Alexandra Dimodica
In Italy, each region is virtually a separate country, an area which embodies a unique history, dialect, political view and cuisine. When visiting Sicily, that semi-wild island perpetually kicked by the ‘boot’ of Italy, it’s apparent “we’re not in Tuscany anymore.” Instead of Giotto’s paintings, medieval architecture and glasses of chianti, Sicily offers up Greek ruins, diverse architectural styles and a spin on the mainland’s cuisine. The latter includes, di certo, pizza. In Sicily, it can come with a twist, crepe-like, in fact. It’s called pizzolo, a specialty which hails from Sortino. It may be the magical honey from the nearby hills of this small town that is often discussed. But pizzolo also gives Sortino’s citizens and its visitors something to talk about (and savour).
Like Sicily itself, pizzolo has undergone an evolution. Beginning as a rustic Sicilian bread, it was named facci di vecchia, and also called cuturini, “a pizza with oil, oregano, and grated cheese.” Today, pizzolo is a stuffed pizza or flatbread, with a flakey pastry-like crust. If you are thinking of a calzone, think again. In pizza form, the eight slices provide a meal which begs to be shared, tasted and delighted in. Like the French crepe, this dish can go either way and be savory or sweet.
Walking through Catania’s streets in mid-March, I felt like (and may well have been) the only tourist in sight. Fortunately, I had welcoming guides to show me the way and introduce me to this regional specialty. Through the black volcanic rock Piazza Duomo, past the Sicilian elephant which supports the city’s Egyptian obelisk, down the stairs in the Agorà Hostel to see the underground bar, cave, and stream, we finally arrived at La Pizzoleria, Catania’s local spot for pizzolo.

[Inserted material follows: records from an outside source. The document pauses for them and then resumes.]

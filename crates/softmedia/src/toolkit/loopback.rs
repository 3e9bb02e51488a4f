//! In-process toolkit used by tests and demos
//!
//! Implements the full toolkit contract against plain in-memory state:
//! windows are table entries, surfaces are pixel vectors, and input is
//! whatever the embedder scripts through [`LoopbackToolkit::push_event`].
//! Visibility and resize calls report back as events the way a real
//! toolkit does, which makes lifecycle transitions observable without a
//! display server.

use super::{NativeWindow, Toolkit, ToolkitEvent, WindowOptions};
use crate::foundation::geometry::{Rect, Size};
use crate::video::VideoError;
use std::collections::{HashMap, VecDeque};

#[derive(Debug)]
struct LoopbackWindow {
    title: String,
    size: Size,
    visible: bool,
    fullscreen: bool,
    surface: Option<Vec<u32>>,
    surface_size: Size,
}

/// Headless toolkit backed by in-memory window state
#[derive(Debug, Default)]
pub struct LoopbackToolkit {
    windows: HashMap<u32, LoopbackWindow>,
    next_id: u32,
    pending: VecDeque<ToolkitEvent>,
    exit_requested: bool,
    repaints: Vec<(NativeWindow, Rect)>,
    // tallies survive window destruction so release behavior stays
    // observable afterwards
    surface_destroys: HashMap<u32, u32>,
}

impl LoopbackToolkit {
    /// Create an empty toolkit with no windows
    pub fn new() -> Self {
        Self::default()
    }

    /// Script a native event for the next pump
    pub fn push_event(&mut self, event: ToolkitEvent) {
        self.pending.push_back(event);
    }

    /// Flag the native loop's exit request
    ///
    /// The next pump terminates the process, so tests leave this alone.
    pub fn request_exit(&mut self) {
        self.exit_requested = true;
    }

    /// Whether a window currently exists
    pub fn window_exists(&self, window: NativeWindow) -> bool {
        self.windows.contains_key(&window.0)
    }

    /// Recorded title of a window
    pub fn window_title(&self, window: NativeWindow) -> Option<&str> {
        self.windows.get(&window.0).map(|win| win.title.as_str())
    }

    /// Whether a window is currently visible
    pub fn window_visible(&self, window: NativeWindow) -> bool {
        self.windows.get(&window.0).is_some_and(|win| win.visible)
    }

    /// Whether a window is flagged fullscreen
    pub fn window_fullscreen(&self, window: NativeWindow) -> bool {
        self.windows.get(&window.0).is_some_and(|win| win.fullscreen)
    }

    /// Surface pixel at the given coordinates, for inspecting blits
    pub fn surface_pixel(&self, window: NativeWindow, x: u32, y: u32) -> Option<u32> {
        let win = self.windows.get(&window.0)?;
        let surface = win.surface.as_ref()?;
        if x >= win.surface_size.width || y >= win.surface_size.height {
            return None;
        }
        surface.get((y * win.surface_size.width + x) as usize).copied()
    }

    /// How many times `destroy_surface` was called for a window
    pub fn surface_destroy_count(&self, window: NativeWindow) -> u32 {
        self.surface_destroys.get(&window.0).copied().unwrap_or(0)
    }

    /// Regions scheduled for repaint, in call order
    pub fn repaint_log(&self) -> &[(NativeWindow, Rect)] {
        &self.repaints
    }
}

impl Toolkit for LoopbackToolkit {
    fn create_window(&mut self, options: &WindowOptions) -> Result<NativeWindow, VideoError> {
        self.next_id += 1;
        let id = self.next_id;
        self.windows.insert(
            id,
            LoopbackWindow {
                title: options.title.clone(),
                size: options.size,
                visible: false,
                fullscreen: options.fullscreen,
                surface: None,
                surface_size: Size::default(),
            },
        );
        Ok(NativeWindow(id))
    }

    fn show_window(&mut self, window: NativeWindow) {
        if let Some(win) = self.windows.get_mut(&window.0) {
            if !win.visible {
                win.visible = true;
                self.pending.push_back(ToolkitEvent::Shown { window });
            }
        }
    }

    fn hide_window(&mut self, window: NativeWindow) {
        if let Some(win) = self.windows.get_mut(&window.0) {
            if win.visible {
                win.visible = false;
                self.pending.push_back(ToolkitEvent::Hidden { window });
            }
        }
    }

    fn set_title(&mut self, window: NativeWindow, title: &str) {
        if let Some(win) = self.windows.get_mut(&window.0) {
            win.title = title.to_string();
        }
    }

    fn resize_window(&mut self, window: NativeWindow, size: Size) {
        if let Some(win) = self.windows.get_mut(&window.0) {
            if win.size != size {
                win.size = size;
                self.pending.push_back(ToolkitEvent::Resized {
                    window,
                    width: size.width,
                    height: size.height,
                });
            }
        }
    }

    fn set_fullscreen(&mut self, window: NativeWindow, fullscreen: bool) {
        if let Some(win) = self.windows.get_mut(&window.0) {
            win.fullscreen = fullscreen;
        }
    }

    fn destroy_window(&mut self, window: NativeWindow) {
        self.windows.remove(&window.0);
    }

    fn window_size(&self, window: NativeWindow) -> Size {
        self.windows.get(&window.0).map_or_else(Size::default, |win| win.size)
    }

    fn create_surface(&mut self, window: NativeWindow, size: Size) -> Result<(), VideoError> {
        match self.windows.get_mut(&window.0) {
            Some(win) => {
                win.surface = Some(vec![0; size.area()]);
                win.surface_size = size;
                Ok(())
            }
            None => Err(VideoError::SurfaceCreation(format!(
                "no such window {}",
                window.0
            ))),
        }
    }

    fn blit_surface(&mut self, window: NativeWindow, region: Rect, pixels: &[u32], pitch: usize) {
        if let Some(win) = self.windows.get_mut(&window.0) {
            if let Some(surface) = win.surface.as_mut() {
                let clipped = region.intersection(Rect::from_size(win.surface_size));
                if clipped.is_empty() {
                    return;
                }
                let width = clipped.width as usize;
                let stride = win.surface_size.width as usize;
                for row in 0..clipped.height as usize {
                    let y = clipped.y as usize + row;
                    let src_start = y * pitch + clipped.x as usize;
                    let dst_start = y * stride + clipped.x as usize;
                    if let Some(src) = pixels.get(src_start..src_start + width) {
                        surface[dst_start..dst_start + width].copy_from_slice(src);
                    }
                }
            }
        }
    }

    fn schedule_repaint(&mut self, window: NativeWindow, region: Rect) {
        self.repaints.push((window, region));
    }

    fn destroy_surface(&mut self, window: NativeWindow) {
        *self.surface_destroys.entry(window.0).or_insert(0) += 1;
        if let Some(win) = self.windows.get_mut(&window.0) {
            win.surface = None;
            win.surface_size = Size::default();
        }
    }

    fn poll_event(&mut self) -> Option<ToolkitEvent> {
        self.pending.pop_front()
    }

    fn exit_requested(&self) -> bool {
        self.exit_requested
    }

    fn as_any(&self) -> &dyn std::any::Any {
        self
    }

    fn as_any_mut(&mut self) -> &mut dyn std::any::Any {
        self
    }
}

#[cfg(test)]
mod tests {
    use super::*;

    fn make_window(toolkit: &mut LoopbackToolkit) -> NativeWindow {
        toolkit
            .create_window(&WindowOptions::new("test", 64, 32))
            .unwrap()
    }

    #[test]
    fn test_show_reports_back_once() {
        let mut toolkit = LoopbackToolkit::new();
        let window = make_window(&mut toolkit);

        toolkit.show_window(window);
        toolkit.show_window(window);

        assert_eq!(toolkit.poll_event(), Some(ToolkitEvent::Shown { window }));
        assert_eq!(toolkit.poll_event(), None);
        assert!(toolkit.window_visible(window));
    }

    #[test]
    fn test_resize_reports_new_size() {
        let mut toolkit = LoopbackToolkit::new();
        let window = make_window(&mut toolkit);

        toolkit.resize_window(window, Size::new(128, 96));

        assert_eq!(toolkit.window_size(window), Size::new(128, 96));
        assert_eq!(
            toolkit.poll_event(),
            Some(ToolkitEvent::Resized {
                window,
                width: 128,
                height: 96
            })
        );
    }

    #[test]
    fn test_blit_clamps_to_surface_bounds() {
        let mut toolkit = LoopbackToolkit::new();
        let window = make_window(&mut toolkit);
        toolkit.create_surface(window, Size::new(64, 32)).unwrap();

        let pixels = vec![0x00ff_00ff; 64 * 32];
        toolkit.blit_surface(window, Rect::new(60, 30, 16, 16), &pixels, 64);

        assert_eq!(toolkit.surface_pixel(window, 60, 30), Some(0x00ff_00ff));
        assert_eq!(toolkit.surface_pixel(window, 63, 31), Some(0x00ff_00ff));
        assert_eq!(toolkit.surface_pixel(window, 59, 30), Some(0));
        assert_eq!(toolkit.surface_pixel(window, 64, 31), None);
    }

    #[test]
    fn test_destroy_count_survives_window_destruction() {
        let mut toolkit = LoopbackToolkit::new();
        let window = make_window(&mut toolkit);
        toolkit.create_surface(window, Size::new(64, 32)).unwrap();

        toolkit.destroy_surface(window);
        toolkit.destroy_window(window);

        assert!(!toolkit.window_exists(window));
        assert_eq!(toolkit.surface_destroy_count(window), 1);
    }

    #[test]
    fn test_scripted_events_arrive_in_order() {
        let mut toolkit = LoopbackToolkit::new();
        let window = make_window(&mut toolkit);

        toolkit.push_event(ToolkitEvent::Entered { window });
        toolkit.push_event(ToolkitEvent::MouseMoved { window, x: 5, y: 6 });
        toolkit.push_event(ToolkitEvent::Left { window });

        assert_eq!(toolkit.poll_event(), Some(ToolkitEvent::Entered { window }));
        assert_eq!(
            toolkit.poll_event(),
            Some(ToolkitEvent::MouseMoved { window, x: 5, y: 6 })
        );
        assert_eq!(toolkit.poll_event(), Some(ToolkitEvent::Left { window }));
        assert_eq!(toolkit.poll_event(), None);
    }
}
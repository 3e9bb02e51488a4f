//! Logging utilities and structured logging support

pub use log::{debug, info, warn, error, trace};

/// Initialize the logging system
///
/// Log levels come from the `RUST_LOG` environment variable. Call once at
/// application startup; a second call panics (see [`try_init`]).
pub fn init() {
    env_logger::init();
}

/// Initialize the logging system, ignoring repeated initialization
///
/// Tests and short-lived tools call this so shared setup code can run more
/// than once per process.
pub fn try_init() {
    let _ = env_logger::try_init();
}
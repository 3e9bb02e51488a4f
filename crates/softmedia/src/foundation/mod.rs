//! Foundation module - shared utilities and value types
//!
//! Small building blocks used throughout the crate:
//! - Integer geometry (points, sizes, damage rectangles)
//! - Logging utilities

pub mod geometry;
pub mod logging;
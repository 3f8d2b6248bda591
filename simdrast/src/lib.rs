//! A multi-threaded, lane-parallel software rasterizer.
//!
//! Triangle meshes are rendered into an RGBA8 pixel buffer in four phases,
//! each of which is driven by the caller through [`Renderer`]:
//!
//!  1. **Front end (shade)**: Vertex shading, triangle setup, and (optionally)
//!     seeding of the importance map by a [`HimRasterizer`].
//!  2. **Front end (bin)**: The importance map pyramid is built, and every
//!     triangle is inserted into the per-worker bin lists of the 8×8 tiles it
//!     may cover, with opaque geometry tightening a per-tile depth bound.
//!  3. **Back end**: Tiles are resolved independently: the bin lists of all
//!     workers are merged, samples are tested, fragments are shaded and
//!     blended, and the 16 samples of every pixel are box-filtered.
//!  4. **Finish**: Frame-scoped memory is released.
//!
//! Depth uses the reversed-Z convention: `1.0` is the near plane and `0.0` is
//! the far plane, and "nearer" means "numerically greater".
//!
//! # Restrictions
//!
//!  - At most 65535 draw calls per frame and 2²⁴ triangles per draw call.
//!  - At most 8192 triangles may touch a single tile.
//!  - Vertex, attribute, and index data must be 16-byte aligned.
//!  - The only supported pixel format is RGBA8888.
//!
pub mod adjacency;
pub mod arena;
mod binlist;
mod binning;
mod buffer;
mod composite;
mod config;
mod drawcall;
mod error;
pub mod himap;
pub mod lanes;
pub mod pool;
mod renderer;
mod resolve;
mod setup;
mod shade;
mod shader;
pub mod silhouette;
mod state;
mod target;

pub use self::{
    buffer::{DataBuffer, IndexWidth},
    config::{LaneWidth, RendererConfig},
    drawcall::FaceFlags,
    error::RenderError,
    himap::ImportanceMap,
    renderer::Renderer,
    shader::{Shader, ShaderKind},
    silhouette::{HimRasterizer, HimTarget, SilhouetteRasterizer},
    state::{BlendMode, CullMode, DepthMode, FragmentMode, VertexMode},
    target::{FrameBuffer, FrameBufferFormat},
};

/// `log2(TILE)`
pub const TILE_SHIFT: u32 = 3;
/// The tile size.
pub const TILE: usize = 1 << TILE_SHIFT;

/// The number of samples per pixel.
pub const SAMPLES: usize = 16;

/// The depth value of the near plane.
pub const NEAR_Z: f32 = 1.0;
/// The depth value of the far plane.
pub const FAR_Z: f32 = 0.0;

/// The half-extent of the guard band, measured in pixels.
const GUARD_BAND: f32 = 1920.0;

/// The number of subpixel steps per pixel. Vertices are snapped to this grid.
const SUBPIXEL: f32 = 16.0;

/// The edge bias implementing the top-left fill rule.
const FILL_BIAS: f64 = -1.0 / 512.0;

/// The maximum number of draw calls in a frame.
pub const MAX_DRAW_CALLS: usize = 0xffff;

/// The maximum number of triangles in a draw call.
pub const MAX_TRIANGLES_PER_DRAW: usize = 1 << 24;

/// The maximum number of triangles that may be binned into a single tile.
pub const MAX_TRIANGLES_PER_TILE: usize = 8192;

/// The maximum width and height of a frame buffer. Pixel bounding boxes are
/// stored as `i16`.
pub const MAX_FRAME_BUFFER_SIZE: usize = i16::max_value() as usize;

/// The maximum size of a vertex's attributes, measured in bytes.
pub const MAX_ATTRIBUTE_STRIDE: usize = 128;

/// Reversed-Z depth comparisons. "Less" means "nearer", which is numerically
/// greater.
mod zmode {
    /// `a` is nearer than `b`.
    #[inline]
    pub fn is_nearer(a: f32, b: f32) -> bool {
        a > b
    }

    /// The per-sample depth test. Samples at or beyond the near plane are
    /// clipped.
    #[inline]
    pub fn passes(z: f32, old: f32) -> bool {
        z < super::NEAR_Z && is_nearer(z, old)
    }

    /// The nearer of `a` and `b`.
    #[inline]
    pub fn nearer(a: f32, b: f32) -> f32 {
        a.max(b)
    }

    /// The farther of `a` and `b`.
    #[inline]
    pub fn farther(a: f32, b: f32) -> f32 {
        a.min(b)
    }
}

Inside, the restaurant was inviting. Bright colors, a curving staircase and friendly waiters paved the way. It felt a little bit like OZ. Once we sat down, nero d’avola, a dark Sicilian wine, was flowing, and plate after plate of pizzolo arrived at the table. A meal composed of one dish in many varieties may seem too simple. But pizzoli provide diverse tastes despite their similar form.
Pizzolo can be your appetizer, entrée and dessert. While dining in Catania, I had the chance to taste a pizzolo named after my energetic and knowledgeable host – “alla Gigi,” a mix of ham, mozzarella, mushrooms and arugula. Even as I began to believe I couldn’t consume one more slice of this Sicilian dish, dessert arrived. Aiutami! I finished my meal with a nutella-filled pizzolo that brought me back to the streets of Paris and the sweet memory of a steaming nutella crepe doled out by a local street vendor.
If these ingredients don’t suit your tastebuds, La Pizzoleria has something that will. Other of their “dolci” pizzoli include pistaccio, lemon, and ricotta and lemon, respectively. Savory slices can be filled with ricotta and spinach and broccoli and sausage, to name a few (pizzoli can also be found in Sortino at I Quattro Canti).
While in Catania tasting pizzoli, the technologically-charged world seemed a million miles away. BUT, La Pizzoleria is on Facebook!! Check it out HERE!! (A true measure of this globalized age?) If you are headed to Sicily in the coming months or years, take a bite out of a pizzolo before you head home. Buon appetito!
(Although I’ve looked, I’ve yet to find pizzolo in the Boston area. Readers, have any suggestions?)
I have been to Catania and have most certainly enjoyed Pizzolo. It is a local delicacy, and this article has me wishing we had some around here. Great article!
I have only ever heard of Pizzolo in legend. This makes me want try. Anyone know of a Pizzolo purveyor?